**BRIEF**:
Transcribe exactly the span of lines that begins the records and ends with the line holding "impl Default for", both boundary lines included.

Records drawn from a dataset:

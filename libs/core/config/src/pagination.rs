use crate::{env_or_default, ConfigError, FromEnv};

const DEFAULT_PAGE_SIZE: u64 = 10;

/// Page-number pagination settings shared by every paginated listing.
#[derive(Clone, Copy, Debug, PartialEq, Eq)]
pub struct PaginationConfig {
    pub page_size: u64,
}

impl PaginationConfig {
    pub fn new(page_size: u64) -> Self {
        Self { page_size }
    }
}

impl FromEnv for PaginationConfig {
    /// Reads `PAGE_SIZE` (default 10). Zero is rejected.
    fn from_env() -> Result<Self, ConfigError> {
        let raw = env_or_default("PAGE_SIZE", &DEFAULT_PAGE_SIZE.to_string());
        let page_size: u64 = raw.parse().map_err(|e| ConfigError::ParseError {
            key: "PAGE_SIZE".to_string(),
            details: format!("{}", e),
        })?;

        if page_size == 0 {
            return Err(ConfigError::ParseError {
                key: "PAGE_SIZE".to_string(),
                details: "must be at least 1".to_string(),
            });
        }

        Ok(Self { page_size })
    }
}

impl Default for PaginationConfig {
    fn default() -> Self {
        Self {
            page_size: DEFAULT_PAGE_SIZE,
        }
    }
}

#[cfg(test)]
mod tests {
    use super::*;

    #[test]
    fn test_pagination_config_default() {
        temp_env::with_var_unset("PAGE_SIZE", || {
            let config = PaginationConfig::from_env().unwrap();
            assert_eq!(config.page_size, 10);
        });
    }

    #[test]
    fn test_pagination_config_custom() {
        temp_env::with_var("PAGE_SIZE", Some("25"), || {
            assert_eq!(PaginationConfig::from_env().unwrap().page_size, 25);
        });
    }

    #[test]
    fn test_pagination_config_rejects_zero() {
        temp_env::with_var("PAGE_SIZE", Some("0"), || {
            let err = PaginationConfig::from_env().unwrap_err();
            assert!(err.to_string().contains("PAGE_SIZE"));
        });
    }

    #[test]
    fn test_pagination_config_rejects_garbage() {
        temp_env::with_var("PAGE_SIZE", Some("ten"), || {
            assert!(PaginationConfig::from_env().is_err());
        });
    }
}
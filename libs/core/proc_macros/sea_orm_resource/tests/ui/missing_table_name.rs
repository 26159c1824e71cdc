//! Deriving without a table name must fail to compile

use core_proc_macros::SeaOrmResource;

#[derive(SeaOrmResource)]
pub struct Model {
    pub id: i32,
    pub name: String,
}

fn main() {}
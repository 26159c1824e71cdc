use core_proc_macros::SeaOrmResource;
use sea_orm::entity::prelude::*;

#[derive(Clone, Debug, PartialEq, Eq, DeriveEntityModel, SeaOrmResource)]
#[sea_orm(table_name = "reviews")]
pub struct Model {
    #[sea_orm(primary_key)]
    pub id: i32,
    #[sea_orm(column_type = "Text")]
    pub text: String,
    pub stars: i32,
    pub product_id: i32,
}

#[derive(Copy, Clone, Debug, EnumIter, DeriveRelation)]
pub enum Relation {
    #[sea_orm(
        belongs_to = "super::product::Entity",
        from = "Column::ProductId",
        to = "super::product::Column::Id",
        on_update = "Cascade",
        on_delete = "Cascade"
    )]
    Product,
}

impl Related<super::product::Entity> for Entity {
    fn to() -> RelationDef {
        Relation::Product.def()
    }
}

impl ActiveModelBehavior for ActiveModel {}

impl From<Model> for crate::models::Review {
    fn from(model: Model) -> Self {
        Self {
            id: model.id,
            text: model.text,
            stars: model.stars,
            product_id: model.product_id,
        }
    }
}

**WORKED SOLUTION**:
filename libs/core/config/src/pagination.rs
use crate::{env_or_default, ConfigError, FromEnv};

const DEFAULT_PAGE_SIZE: u64 = 10;

/// Page-number pagination settings shared by every paginated listing.
#[derive(Clone, Copy, Debug, PartialEq, Eq)]
pub struct PaginationConfig {
    pub page_size: u64,
}

impl PaginationConfig {
    pub fn new(page_size: u64) -> Self {
        Self { page_size }
    }
}

impl FromEnv for PaginationConfig {
    /// Reads `PAGE_SIZE` (default 10). Zero is rejected.
    fn from_env() -> Result<Self, ConfigError> {
        let raw = env_or_default("PAGE_SIZE", &DEFAULT_PAGE_SIZE.to_string());
        let page_size: u64 = raw.parse().map_err(|e| ConfigError::ParseError {
            key: "PAGE_SIZE".to_string(),
            details: format!("{}", e),
        })?;

        if page_size == 0 {
            return Err(ConfigError::ParseError {
                key: "PAGE_SIZE".to_string(),
                details: "must be at least 1".to_string(),
            });
        }

        Ok(Self { page_size })
    }
}

impl Default for PaginationConfig {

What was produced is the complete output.